▶ _WHAT IS EXPECTED_
An exact reproduction of all the entries is the expected answer.

====== DATA EXTRACTS ======

use axum::{
    body::Bytes,
    extract::{Query, State},
    http::StatusCode,
    response::{IntoResponse, Response},
    routing::{get, post},
    Json, Router,
};
use serde::Deserialize;
use serde_json::{json, Value};
use tracing::{debug, error, warn};

use crate::db::{Store, DEFAULT_LATEST_LIMIT};
use crate::errors::{Error, Result};
use crate::metrics::{
    APPEND_LATENCY_SECONDS, QUERIES_TOTAL, QUERY_LATENCY_SECONDS, READINGS_RECEIVED_TOTAL,
    READINGS_REJECTED_TOTAL, READINGS_STORED_TOTAL, STORAGE_FAILURES_TOTAL,
};
use crate::model::{Reading, SeriesResponse, StoredResponse};
use crate::{time, validate};

/// Upper bound on rows returned by a single latest query.
pub const MAX_LATEST_LIMIT: u32 = 1000;

#[derive(Debug, Clone)]
struct AppState {
    store: Store,
}

#[derive(Debug, Default, Deserialize)]
pub struct DataParams {
    pub start: Option<String>,
    pub end: Option<String>,
    /// Parsed only in latest mode.
    pub limit: Option<String>,
}

/// What a `GET /data` call resolves to.
#[derive(Debug, Clone, PartialEq, Eq)]
pub enum QueryRequest {
    /// Canonical, inclusive bounds.
    Range { start: String, end: String },
    Latest { limit: u32 },
}

impl QueryRequest {
    /// A range query needs both bounds; anything less falls back to the live tail.
    pub fn from_params(params: &DataParams) -> Result<Self> {
        match (present(&params.start), present(&params.end)) {
            (Some(start), Some(end)) => Ok(Self::Range {
                start: time::normalize(start)?,
                end: time::normalize(end)?,
            }),
            _ => {
                let limit = match present(&params.limit) {
                    Some(raw) => raw
                        .parse::<u32>()
                        .map_err(|_| Error::BadRequest(format!("invalid limit: {raw}")))?,
                    None => DEFAULT_LATEST_LIMIT,
                };
                Ok(Self::Latest {
                    limit: limit.min(MAX_LATEST_LIMIT),
                })
            }
        }
    }

    pub async fn execute(&self, store: &Store) -> Result<Vec<Reading>> {
        match self {
            Self::Range { start, end } => store.query_range(start, end).await,
            Self::Latest { limit } => store.query_latest(*limit).await,
        }
    }
}

fn present(value: &Option<String>) -> Option<&str> {
    value.as_deref().map(str::trim).filter(|s| !s.is_empty())
}

pub fn create_router(store: Store) -> Router {
    let state = AppState { store };

    Router::new()
        .route("/sensordata", post(receive_data))
        .route("/data", get(get_data))
        .route("/health", get(health))
        .with_state(state)
}

async fn receive_data(
    State(state): State<AppState>,
    body: Bytes,
) -> std::result::Result<Json<StoredResponse>, ApiError> {
    READINGS_RECEIVED_TOTAL.inc();

    let measurements = validate::parse_payload(&body).inspect_err(|_| {
        READINGS_REJECTED_TOTAL.inc();
    })?;

    let reading = measurements.stamped(time::canonical_now());

    let timer = APPEND_LATENCY_SECONDS.start_timer();
    state
        .store
        .append(&reading)
        .await
        .inspect_err(|_| STORAGE_FAILURES_TOTAL.inc())?;
    timer.observe_duration();

    READINGS_STORED_TOTAL.inc();

    Ok(Json(StoredResponse {
        message: "Data stored".to_string(),
    }))
}

async fn get_data(
    State(state): State<AppState>,
    Query(params): Query<DataParams>,
) -> std::result::Result<Json<SeriesResponse>, ApiError> {
    let request = QueryRequest::from_params(&params)?;
    QUERIES_TOTAL.inc();

    let timer = QUERY_LATENCY_SECONDS.start_timer();
    let rows = request
        .execute(&state.store)
        .await
        .inspect_err(|_| STORAGE_FAILURES_TOTAL.inc())?;
    timer.observe_duration();

    debug!(?request, rows = rows.len(), "Served data query");
    Ok(Json(SeriesResponse::from(rows)))
}

async fn health(State(state): State<AppState>) -> std::result::Result<Json<Value>, ApiError> {
    let readings = state.store.count().await?;
    Ok(Json(json!({ "status": "ok", "readings": readings })))
}

/// Maps a service error onto an HTTP status with a `{"error": ...}` body.
pub struct ApiError(Error);

impl IntoResponse for ApiError {
    fn into_response(self) -> Response {
        let status = if self.0.is_client_error() {
            warn!("Rejected request: {}", self.0);
            StatusCode::BAD_REQUEST
        } else {
            error!("API error: {}", self.0);
            StatusCode::INTERNAL_SERVER_ERROR
        };

        (status, Json(json!({ "error": self.0.to_string() }))).into_response()
    }
}

impl From<Error> for ApiError {
    fn from(err: Error) -> Self {
        Self(err)
    }
}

======

▶ _TASK RESPONSE_
use axum::{
    body::Bytes,
    extract::{Query, State},
    http::StatusCode,
    response::{IntoResponse, Response},
    routing::{get, post},
    Json, Router,
};
use serde::Deserialize;
use serde_json::{json, Value};
use tracing::{debug, error, warn};

use crate::db::{Store, DEFAULT_LATEST_LIMIT};
use crate::errors::{Error, Result};
use crate::metrics::{
    APPEND_LATENCY_SECONDS, QUERIES_TOTAL, QUERY_LATENCY_SECONDS, READINGS_RECEIVED_TOTAL,
    READINGS_REJECTED_TOTAL, READINGS_STORED_TOTAL, STORAGE_FAILURES_TOTAL,
};
use crate::model::{Reading, SeriesResponse, StoredResponse};
use crate::{time, validate};

/// Upper bound on rows returned by a single latest query.
pub const MAX_LATEST_LIMIT: u32 = 1000;

#[derive(Debug, Clone)]
struct AppState {
    store: Store,
}

#[derive(Debug, Default, Deserialize)]
pub struct DataParams {
    pub start: Option<String>,
    pub end: Option<String>,
    /// Parsed only in latest mode.
    pub limit: Option<String>,
}

/// What a `GET /data` call resolves to.
#[derive(Debug, Clone, PartialEq, Eq)]
pub enum QueryRequest {
    /// Canonical, inclusive bounds.
    Range { start: String, end: String },
    Latest { limit: u32 },
}

impl QueryRequest {
    /// A range query needs both bounds; anything less falls back to the live tail.
    pub fn from_params(params: &DataParams) -> Result<Self> {
        match (present(&params.start), present(&params.end)) {
            (Some(start), Some(end)) => Ok(Self::Range {
                start: time::normalize(start)?,
                end: time::normalize(end)?,
            }),
            _ => {
                let limit = match present(&params.limit) {
                    Some(raw) => raw
                        .parse::<u32>()
                        .map_err(|_| Error::BadRequest(format!("invalid limit: {raw}")))?,
                    None => DEFAULT_LATEST_LIMIT,
                };
                Ok(Self::Latest {
                    limit: limit.min(MAX_LATEST_LIMIT),
                })
            }
        }
    }

    pub async fn execute(&self, store: &Store) -> Result<Vec<Reading>> {
        match self {
            Self::Range { start, end } => store.query_range(start, end).await,
            Self::Latest { limit } => store.query_latest(*limit).await,
        }
    }
}

fn present(value: &Option<String>) -> Option<&str> {
    value.as_deref().map(str::trim).filter(|s| !s.is_empty())
}

pub fn create_router(store: Store) -> Router {
    let state = AppState { store };

    Router::new()
        .route("/sensordata", post(receive_data))
        .route("/data", get(get_data))
        .route("/health", get(health))
        .with_state(state)
}

async fn receive_data(
    State(state): State<AppState>,
    body: Bytes,
) -> std::result::Result<Json<StoredResponse>, ApiError> {
    READINGS_RECEIVED_TOTAL.inc();

    let measurements = validate::parse_payload(&body).inspect_err(|_| {
        READINGS_REJECTED_TOTAL.inc();
    })?;

    let reading = measurements.stamped(time::canonical_now());

    let timer = APPEND_LATENCY_SECONDS.start_timer();
    state
        .store
        .append(&reading)
        .await
        .inspect_err(|_| STORAGE_FAILURES_TOTAL.inc())?;
    timer.observe_duration();

    READINGS_STORED_TOTAL.inc();

    Ok(Json(StoredResponse {
        message: "Data stored".to_string(),
    }))
}

async fn get_data(
    State(state): State<AppState>,
    Query(params): Query<DataParams>,
) -> std::result::Result<Json<SeriesResponse>, ApiError> {
    let request = QueryRequest::from_params(&params)?;
    QUERIES_TOTAL.inc();

    let timer = QUERY_LATENCY_SECONDS.start_timer();
    let rows = request
        .execute(&state.store)
        .await
        .inspect_err(|_| STORAGE_FAILURES_TOTAL.inc())?;
    timer.observe_duration();

    debug!(?request, rows = rows.len(), "Served data query");
    Ok(Json(SeriesResponse::from(rows)))
}

async fn health(State(state): State<AppState>) -> std::result::Result<Json<Value>, ApiError> {
    let readings = state.store.count().await?;
    Ok(Json(json!({ "status": "ok", "readings": readings })))
}

/// Maps a service error onto an HTTP status with a `{"error": ...}` body.
pub struct ApiError(Error);

impl IntoResponse for ApiError {
    fn into_response(self) -> Response {
        let status = if self.0.is_client_error() {
            warn!("Rejected request: {}", self.0);
            StatusCode::BAD_REQUEST
        } else {
            error!("API error: {}", self.0);
            StatusCode::INTERNAL_SERVER_ERROR
        };

        (status, Json(json!({ "error": self.0.to_string() }))).into_response()
    }
}

impl From<Error> for ApiError {
    fn from(err: Error) -> Self {
        Self(err)
    }
}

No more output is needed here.